Given a specific problem, can we compute how much accuracy we expect to lose by using a
specific SRNN? * Can we use these bounds together with the runtime analysis of claims 1 and 2
to draw tradeoff between accuracy and inference cost like in Figure 2? To me the strength of
this paper is the proposed model and ist implementation on small chips (video in the
supplement) as well as the empirical study. I would have been curious for a discussion on how
the proposed architecture relates to convolutional networks. It seems to me that by setting w
small, k small and L large, you almost have a convolutional network where the filter is a small
RNN instead of a typical filter. In the introduction, it is mentioned that CNNs are considered
impractical. I am curious; could it be that in the regimes for which the accuracy of SRNN is
acceptable (Claims 3 and 4) they are actually also impractical? Complexity similar to CNNs?

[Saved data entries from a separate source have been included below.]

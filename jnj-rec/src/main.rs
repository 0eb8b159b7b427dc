//! jnj-rec - song recognition over long recordings
//!
//! Cuts each WAV file into overlapping windows, identifies every window with
//! the configured recognition service, and merges the results into one track
//! list per file.

use anyhow::{Context, Result};
use clap::Parser;
use jnj_common::time::format_timestamp;
use jnj_common::{EventBus, RecognitionEvent};
use jnj_rec::audio::WavSource;
use jnj_rec::config::{build_backend, BackendKind, TomlConfig};
use jnj_rec::export::{write_export, ExportFormat};
use jnj_rec::models::{AudioTrack, SessionSummary};
use jnj_rec::services::SessionAggregator;
use std::path::PathBuf;
use tokio::sync::broadcast::{self, error::RecvError};
use tokio_util::sync::CancellationToken;
use tracing::{debug, error, info, warn};
use tracing_subscriber::EnvFilter;

#[derive(Debug, Parser)]
#[command(name = "jnj-rec", version, about = "Identify the songs played in long recordings")]
struct Args {
    /// TOML config file (default: $JNJ_CONFIG, then ~/.config/jnj/config.toml)
    #[arg(long)]
    config: Option<PathBuf>,

    /// Recognition service (overrides [recognition] service)
    #[arg(long, value_enum)]
    service: Option<BackendKind>,

    /// Window length in seconds
    #[arg(long, value_name = "SECONDS")]
    segment_length: Option<f64>,

    /// Overlap between consecutive windows in seconds
    #[arg(long, value_name = "SECONDS")]
    overlap: Option<f64>,

    /// Session name used in logs and exports
    #[arg(long, default_value = "jnj-rec")]
    session_name: String,

    /// Export format
    #[arg(long, value_enum, requires = "output")]
    export: Option<ExportFormat>,

    /// Export destination
    #[arg(long, requires = "export")]
    output: Option<PathBuf>,

    /// WAV files to recognize
    #[arg(required = true, value_name = "FILES")]
    files: Vec<PathBuf>,
}

#[tokio::main]
async fn main() -> Result<()> {
    let args = Args::parse();

    let config = TomlConfig::load(args.config.as_deref()).context("Failed to load config")?;
    init_tracing(&config.logging.level);

    info!("Starting jnj-rec");
    info!("Version: {}", env!("CARGO_PKG_VERSION"));

    let mut parameters = config.recognition.parameters.clone();
    if let Some(seconds) = args.segment_length {
        parameters.segment_length_s = seconds;
    }
    if let Some(seconds) = args.overlap {
        parameters.overlap_s = seconds;
    }

    let service = args.service.unwrap_or(config.recognition.service);
    let backend = build_backend(service, &config)?;

    let tracks = open_tracks(&args.files)?;
    info!("Loaded {} track(s)", tracks.len());

    // Subscribe before anything can emit so no early event is missed
    let event_bus = EventBus::default();
    let progress = tokio::spawn(log_progress(event_bus.subscribe()));
    debug!(subscribers = event_bus.subscriber_count(), "Progress display attached");

    let cancel = CancellationToken::new();
    let ctrl_c_token = cancel.clone();
    tokio::spawn(async move {
        if tokio::signal::ctrl_c().await.is_ok() {
            warn!("Interrupt received, cancelling session");
            ctrl_c_token.cancel();
        }
    });

    let aggregator = SessionAggregator::with_backend(backend, parameters, event_bus);
    let summary = aggregator.run(&args.session_name, tracks, &cancel).await?;

    // Dropping the last sender ends the progress task
    drop(aggregator);
    if let Ok(handled) = progress.await {
        debug!("Progress display handled {} event(s)", handled);
    }

    report(&summary);

    if let (Some(format), Some(path)) = (args.export, args.output.as_deref()) {
        write_export(&summary, format, path)
            .with_context(|| format!("Failed to export to {}", path.display()))?;
    }

    if summary.is_aborted() {
        anyhow::bail!(
            "Session aborted: {}",
            summary.fatal_error.as_deref().unwrap_or("fatal recognition error")
        );
    }
    Ok(())
}

/// `RUST_LOG` wins; otherwise the configured level
fn init_tracing(level: &str) {
    let filter = EnvFilter::try_from_default_env()
        .or_else(|_| EnvFilter::try_new(level))
        .unwrap_or_else(|_| EnvFilter::new("info"));
    tracing_subscriber::fmt().with_env_filter(filter).init();
}

fn open_tracks(files: &[PathBuf]) -> Result<Vec<AudioTrack>> {
    files
        .iter()
        .map(|path| {
            WavSource::open(path)
                .map(WavSource::into_track)
                .with_context(|| format!("Failed to open {}", path.display()))
        })
        .collect()
}

/// Log progress events until every sender is gone; returns the number received
async fn log_progress(mut rx: broadcast::Receiver<RecognitionEvent>) -> usize {
    let mut handled = 0;
    loop {
        let event = rx.recv().await;
        if event.is_ok() {
            handled += 1;
        }
        match event {
            Ok(RecognitionEvent::TrackStarted {
                track_id,
                segment_count,
                ..
            }) => info!("{}: {} segment(s) queued", track_id, segment_count),
            Ok(RecognitionEvent::SegmentRecognized {
                track_id,
                start_ms,
                title: Some(title),
                confidence,
                ..
            }) => info!(
                "{} @ {}: {} ({:.2})",
                track_id,
                format_timestamp(start_ms),
                title,
                confidence
            ),
            Ok(RecognitionEvent::TrackFailed {
                track_id, message, ..
            }) => warn!("{}: {}", track_id, message),
            Ok(RecognitionEvent::SessionAborted { reason, .. }) => {
                error!("Session aborted: {}", reason)
            }
            Ok(_) => {}
            Err(RecvError::Lagged(skipped)) => {
                warn!("Progress display skipped {} event(s)", skipped)
            }
            Err(RecvError::Closed) => break,
        }
    }
    handled
}

fn report(summary: &SessionSummary) {
    let mut current_track = None;
    for detection in &summary.detections {
        if current_track != Some(detection.track_id.as_str()) {
            info!("== {} ==", detection.track_id);
            current_track = Some(detection.track_id.as_str());
        }
        let review = if detection.needs_review() { " [review]" } else { "" };
        info!(
            "{:>8} - {:<8} {} - {} ({:.2}, {} segment(s)){}",
            format_timestamp(detection.start_ms),
            format_timestamp(detection.end_ms),
            detection.artist(),
            detection.title(),
            detection.confidence,
            detection.supporting_count,
            review
        );
    }

    for failure in &summary.failures {
        warn!("{} failed ({}): {}", failure.track_id, failure.kind, failure.message);
    }

    info!(
        "Tracks: {} succeeded, {} failed, {} cancelled of {}",
        summary.succeeded, summary.failed, summary.cancelled, summary.total_tracks
    );
    info!(
        "Segments: {} recognized of {} submitted",
        summary.segments_recognized, summary.segments_submitted
    );

    let stats = summary.statistics();
    info!(
        "Detections: {} ({} unique songs, {} unique artists), average confidence {:.2} (std {:.2}), Spotify coverage {:.1}%",
        stats.total_detections,
        stats.unique_songs,
        stats.unique_artists,
        stats.average_confidence,
        stats.confidence_std,
        stats.spotify_coverage
    );
    if stats.needs_review > 0 {
        warn!("{} detection(s) flagged for review", stats.needs_review);
    }
}
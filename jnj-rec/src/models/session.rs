//! Recognition session state machine and summary
//!
//! Created → Running → { Completed, FatalAborted }
//!
//! - Created → Running on the first track submission
//! - track successes and track-level failures keep the session Running
//! - a fatal backend error moves it to FatalAborted
//! - closing a Running session with no fatal error moves it to Completed;
//!   tracks still pending at that point are recorded as Cancelled

use crate::error::{ErrorKind, RecognitionError};
use crate::models::detection::MergedDetection;
use crate::models::parameters::PipelineParameters;
use chrono::{DateTime, Utc};
use jnj_common::{Error, Result};
use serde::{Deserialize, Serialize};
use std::collections::{BTreeMap, HashMap, HashSet};
use uuid::Uuid;

/// Session lifecycle state
#[derive(Debug, Clone, Copy, PartialEq, Eq, Serialize, Deserialize)]
#[serde(rename_all = "SCREAMING_SNAKE_CASE")]
pub enum SessionState {
    /// No track submitted yet
    Created,
    /// At least one track submitted, session not closed
    Running,
    /// All tracks terminal, no fatal error
    Completed,
    /// A fatal backend error stopped the session
    FatalAborted,
}

/// State transition record
#[derive(Debug, Clone, Serialize, Deserialize)]
pub struct StateTransition {
    pub session_id: Uuid,
    pub old_state: SessionState,
    pub new_state: SessionState,
    pub transitioned_at: DateTime<Utc>,
}

/// Terminal outcome of one track
#[derive(Debug, Clone, PartialEq, Serialize, Deserialize)]
#[serde(tag = "status", rename_all = "snake_case")]
pub enum TrackOutcome {
    Succeeded {
        detections: Vec<MergedDetection>,
        /// Segments submitted for this track
        segments: usize,
        /// Segments that came back with a match
        recognized_segments: usize,
    },
    Failed {
        kind: ErrorKind,
        message: String,
    },
    Cancelled,
}

impl TrackOutcome {
    /// Outcome for a track whose pipeline returned an error
    pub fn from_error(err: &RecognitionError) -> Self {
        match err {
            RecognitionError::Cancelled => TrackOutcome::Cancelled,
            other => TrackOutcome::Failed {
                kind: other.kind(),
                message: other.to_string(),
            },
        }
    }
}

/// Recognition session (in-memory state)
#[derive(Debug, Clone, Serialize, Deserialize)]
pub struct RecognitionSession {
    pub session_id: Uuid,
    /// Caller-supplied label (playlist name, batch name, ...)
    pub name: String,
    /// Backend identifier every track in this session is recognized with
    pub backend: String,
    pub state: SessionState,
    pub parameters: PipelineParameters,
    /// Outcome per track; `None` while the track is still pending
    tracks: BTreeMap<String, Option<TrackOutcome>>,
    /// Message of the error that aborted the session
    pub fatal_error: Option<String>,
    pub started_at: DateTime<Utc>,
    pub ended_at: Option<DateTime<Utc>>,
}

impl RecognitionSession {
    pub fn new(
        name: impl Into<String>,
        backend: impl Into<String>,
        parameters: PipelineParameters,
    ) -> Self {
        Self {
            session_id: Uuid::new_v4(),
            name: name.into(),
            backend: backend.into(),
            state: SessionState::Created,
            parameters,
            tracks: BTreeMap::new(),
            fatal_error: None,
            started_at: Utc::now(),
            ended_at: None,
        }
    }

    /// Transition to new state
    pub fn transition_to(&mut self, new_state: SessionState) -> StateTransition {
        let transition = StateTransition {
            session_id: self.session_id,
            old_state: self.state,
            new_state,
            transitioned_at: Utc::now(),
        };
        self.state = new_state;

        if matches!(new_state, SessionState::Completed | SessionState::FatalAborted) {
            self.ended_at = Some(Utc::now());
        }

        transition
    }

    /// Check if session is terminal (finished)
    pub fn is_terminal(&self) -> bool {
        matches!(
            self.state,
            SessionState::Completed | SessionState::FatalAborted
        )
    }

    /// Register a track as pending.
    ///
    /// Returns the Created → Running transition on the first submission.
    pub fn submit_track(&mut self, track_id: &str) -> Result<Option<StateTransition>> {
        if self.is_terminal() {
            return Err(Error::InvalidInput(format!(
                "Session {} is already {:?}",
                self.session_id, self.state
            )));
        }
        if self.tracks.contains_key(track_id) {
            return Err(Error::InvalidInput(format!(
                "Track {} submitted twice",
                track_id
            )));
        }

        self.tracks.insert(track_id.to_string(), None);

        if self.state == SessionState::Created {
            Ok(Some(self.transition_to(SessionState::Running)))
        } else {
            Ok(None)
        }
    }

    /// Record the terminal outcome of a submitted track.
    ///
    /// Outcomes are accepted after a fatal abort so results of tracks that
    /// finished concurrently are preserved.
    pub fn record_outcome(&mut self, track_id: &str, outcome: TrackOutcome) -> Result<()> {
        if self.state == SessionState::Completed {
            return Err(Error::InvalidInput(format!(
                "Session {} is already completed",
                self.session_id
            )));
        }
        match self.tracks.get_mut(track_id) {
            None => Err(Error::InvalidInput(format!(
                "Track {} was never submitted",
                track_id
            ))),
            Some(Some(_)) => Err(Error::InvalidInput(format!(
                "Track {} already has an outcome",
                track_id
            ))),
            Some(slot) => {
                *slot = Some(outcome);
                Ok(())
            }
        }
    }

    /// Move to FatalAborted. No-op once the session is terminal.
    pub fn abort(&mut self, reason: impl Into<String>) -> Option<StateTransition> {
        if self.is_terminal() {
            return None;
        }
        self.fatal_error = Some(reason.into());
        Some(self.transition_to(SessionState::FatalAborted))
    }

    /// Finalize the session: pending tracks become Cancelled and a
    /// non-aborted session becomes Completed.
    ///
    /// An empty session (nothing ever submitted) completes directly.
    pub fn close(&mut self) -> Option<StateTransition> {
        for outcome in self.tracks.values_mut() {
            if outcome.is_none() {
                *outcome = Some(TrackOutcome::Cancelled);
            }
        }

        if self.is_terminal() {
            None
        } else {
            Some(self.transition_to(SessionState::Completed))
        }
    }

    pub fn total_tracks(&self) -> usize {
        self.tracks.len()
    }

    /// Track ids still waiting for an outcome
    pub fn pending_tracks(&self) -> Vec<String> {
        self.tracks
            .iter()
            .filter(|(_, outcome)| outcome.is_none())
            .map(|(id, _)| id.clone())
            .collect()
    }

    pub fn outcome(&self, track_id: &str) -> Option<&TrackOutcome> {
        self.tracks.get(track_id).and_then(|o| o.as_ref())
    }

    /// Plain-data summary of the session so far
    pub fn summary(&self) -> SessionSummary {
        let mut summary = SessionSummary {
            session_id: self.session_id,
            name: self.name.clone(),
            backend: self.backend.clone(),
            state: self.state,
            started_at: self.started_at,
            ended_at: self.ended_at,
            total_tracks: self.tracks.len(),
            succeeded: 0,
            failed: 0,
            cancelled: 0,
            pending: 0,
            segments_submitted: 0,
            segments_recognized: 0,
            fatal_error: self.fatal_error.clone(),
            failures: Vec::new(),
            cancelled_tracks: Vec::new(),
            detections: Vec::new(),
        };

        // BTreeMap iteration keeps detections grouped by track id, each
        // track's list already time ordered
        for (track_id, outcome) in &self.tracks {
            match outcome {
                Some(TrackOutcome::Succeeded {
                    detections,
                    segments,
                    recognized_segments,
                }) => {
                    summary.succeeded += 1;
                    summary.segments_submitted += segments;
                    summary.segments_recognized += recognized_segments;
                    summary.detections.extend(detections.iter().cloned());
                }
                Some(TrackOutcome::Failed { kind, message }) => {
                    summary.failed += 1;
                    summary.failures.push(TrackFailure {
                        track_id: track_id.clone(),
                        kind: *kind,
                        message: message.clone(),
                    });
                }
                Some(TrackOutcome::Cancelled) => {
                    summary.cancelled += 1;
                    summary.cancelled_tracks.push(track_id.clone());
                }
                None => summary.pending += 1,
            }
        }

        summary
    }
}

/// One failed track in a summary
#[derive(Debug, Clone, PartialEq, Serialize, Deserialize)]
pub struct TrackFailure {
    pub track_id: String,
    pub kind: ErrorKind,
    pub message: String,
}

/// Session result handed to the caller for persistence and export
#[derive(Debug, Clone, Serialize, Deserialize)]
pub struct SessionSummary {
    pub session_id: Uuid,
    pub name: String,
    pub backend: String,
    pub state: SessionState,
    pub started_at: DateTime<Utc>,
    pub ended_at: Option<DateTime<Utc>>,
    pub total_tracks: usize,
    pub succeeded: usize,
    pub failed: usize,
    pub cancelled: usize,
    /// Tracks without an outcome (only before the session is closed)
    pub pending: usize,
    pub segments_submitted: usize,
    pub segments_recognized: usize,
    pub fatal_error: Option<String>,
    pub failures: Vec<TrackFailure>,
    pub cancelled_tracks: Vec<String>,
    /// Merged detections of every succeeded track, by track id then time
    pub detections: Vec<MergedDetection>,
}

/// Aggregate figures over a session's detections
#[derive(Debug, Clone, PartialEq, Serialize, Deserialize)]
pub struct SessionStatistics {
    pub total_detections: usize,
    pub unique_songs: usize,
    pub unique_artists: usize,
    pub average_confidence: f64,
    /// Sample standard deviation; 0.0 below two detections
    pub confidence_std: f64,
    /// Tracks that produced at least one detection
    pub tracks_with_detections: usize,
    /// Most frequent titles, at most ten
    pub top_songs: Vec<(String, usize)>,
    /// Most frequent artist credits, at most ten
    pub top_artists: Vec<(String, usize)>,
    /// Percentage of detections carrying a Spotify id
    pub spotify_coverage: f64,
    pub needs_review: usize,
}

const TOP_LIMIT: usize = 10;

impl SessionSummary {
    pub fn is_aborted(&self) -> bool {
        self.state == SessionState::FatalAborted
    }

    pub fn statistics(&self) -> SessionStatistics {
        let total = self.detections.len();
        if total == 0 {
            return SessionStatistics {
                total_detections: 0,
                unique_songs: 0,
                unique_artists: 0,
                average_confidence: 0.0,
                confidence_std: 0.0,
                tracks_with_detections: 0,
                top_songs: Vec::new(),
                top_artists: Vec::new(),
                spotify_coverage: 0.0,
                needs_review: 0,
            };
        }

        let mut song_counts: HashMap<String, usize> = HashMap::new();
        let mut artist_counts: HashMap<String, usize> = HashMap::new();
        let mut artists: HashSet<&str> = HashSet::new();
        let mut tracks: HashSet<&str> = HashSet::new();
        let mut with_spotify = 0usize;
        let mut needs_review = 0usize;

        for detection in &self.detections {
            *song_counts.entry(detection.title().to_string()).or_default() += 1;
            *artist_counts.entry(detection.artist()).or_default() += 1;
            artists.extend(
                detection
                    .track
                    .artists
                    .iter()
                    .map(|a| a.as_str())
                    .filter(|a| !a.is_empty()),
            );
            tracks.insert(detection.track_id.as_str());
            if detection.track.spotify_id.is_some() {
                with_spotify += 1;
            }
            if detection.needs_review() {
                needs_review += 1;
            }
        }

        let mean = self.detections.iter().map(|d| d.confidence).sum::<f64>() / total as f64;
        let confidence_std = if total > 1 {
            let variance = self
                .detections
                .iter()
                .map(|d| (d.confidence - mean).powi(2))
                .sum::<f64>()
                / (total - 1) as f64;
            variance.sqrt()
        } else {
            0.0
        };

        SessionStatistics {
            total_detections: total,
            unique_songs: song_counts.len(),
            unique_artists: artists.len(),
            average_confidence: mean,
            confidence_std,
            tracks_with_detections: tracks.len(),
            top_songs: top_counts(song_counts),
            top_artists: top_counts(artist_counts),
            spotify_coverage: with_spotify as f64 / total as f64 * 100.0,
            needs_review,
        }
    }
}

/// Highest counts first, ties by name
fn top_counts(counts: HashMap<String, usize>) -> Vec<(String, usize)> {
    let mut entries: Vec<(String, usize)> = counts.into_iter().collect();
    entries.sort_by(|a, b| b.1.cmp(&a.1).then_with(|| a.0.cmp(&b.0)));
    entries.truncate(TOP_LIMIT);
    entries
}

Overall this is a well-written paper with proper motivation, clear design, and detailed theoretical
and empirical analysis. The authors attempt to improve the inference efficiency of RNN models
with limited computational resources while keeping the length of its receptive window. This is
achieved by using a 2-layer RNN, whose first layer parallelly processes small bricks of the
entire time series and the second layer gathers outputs from all bricks. The authors also extend
SRNN in the streaming setting with similar inference complexity. One concern about the bound
in Claim 1 in the streaming setting: In line 137: w is required to be fairly small constant
independent of T. In line 166: w = k * q (w is a multiple of k, and thus k needs to be small
constant) In line 173: The bound becomes O(\sqrt{qT} * C_1) iff k=\sqrt{T/q}, which is not
o(1). Therefore, I was expecting analysis in practical applications with large T and small w. In
SRNN, will the O(T/k) extra memory cost be an issue during inference? The extension of
multi-layer SRNN in Section 3.2 provides at least O(log T) inference complexity. The bound
here is too ideal, but it would be great to see empirically how SRNN performs by adding more
shallow layers. The empirical improvements over LSTM and MI-RNN on multiple tasks are
impressing.
Performance and Deployability
Empirical Results
We are conducting a study study:
a) the effectiveness of MI-ShaRNN with hidden state measurements of both the Rp1q and
Rp2q layers to understand how its accuracy meets the basic models in all different model
sizes,
b) cost-effectiveness improvements by MI-ShaRNN that produce more common
time-line planning problems in addition to the basic and MI-RNN models,
c) if MI-ShaRNN would allow certain timetable configuration functions on devices based
on a small Cortex M4 processor with only 100MHz processor and 256KB RAM. Note
that MI-ShaRNN uses ShaRNN in addition to the prescribed data points provided by
MI-RNN. MI-RNN is known for better performance than basic LSTMs, so naturally
MI-ShaRNN has better performance than ShaRNN. Therefore, we present the results of
the MI-ShaRNN and compare them with the MI-RNN to show the benefits of the
ShaRNN approach. Datasets: We measure our approach to standard data sets from a
variety of domains such as audio keyword detection (Google-13), wake name detection
(STCI-2), activity recognition (HAR-6), sports activity recognition (DSA- 19), action
recognition (GesturePod-5). The number following the hyphen in the database name
indicates the number of classes in the database. in the appendix for more information on
data sets. All data sets are available online with the exception of STCI-2 which is a
related data acquisition dataset. Basics: We compare our MI-ShaRNN (LSTM) algorithm
by comparing the basic LSTM method with the MI-RNN (LSTM) method. Note that
MI-RNN and MI-ShaRNN are built into the RNN cell. For simplicity and consistency,
we have selected LSTM as the base cell for all methods, but we can train each of them
with other RNN cells such as GRU or FastRNN. We used all the algorithms in
TensorFlow and used Adam to train the models. Cortex M4 device access code is written
in C and integrated on the device. All numbers presented are limited to 5 independent
runs. The implementation of our algorithm is released as part of the EdgeML library.
Hyperparameter Selection:
The main hyperparameters are:
a) hidden country sizes on both MI-ShaRNN layers.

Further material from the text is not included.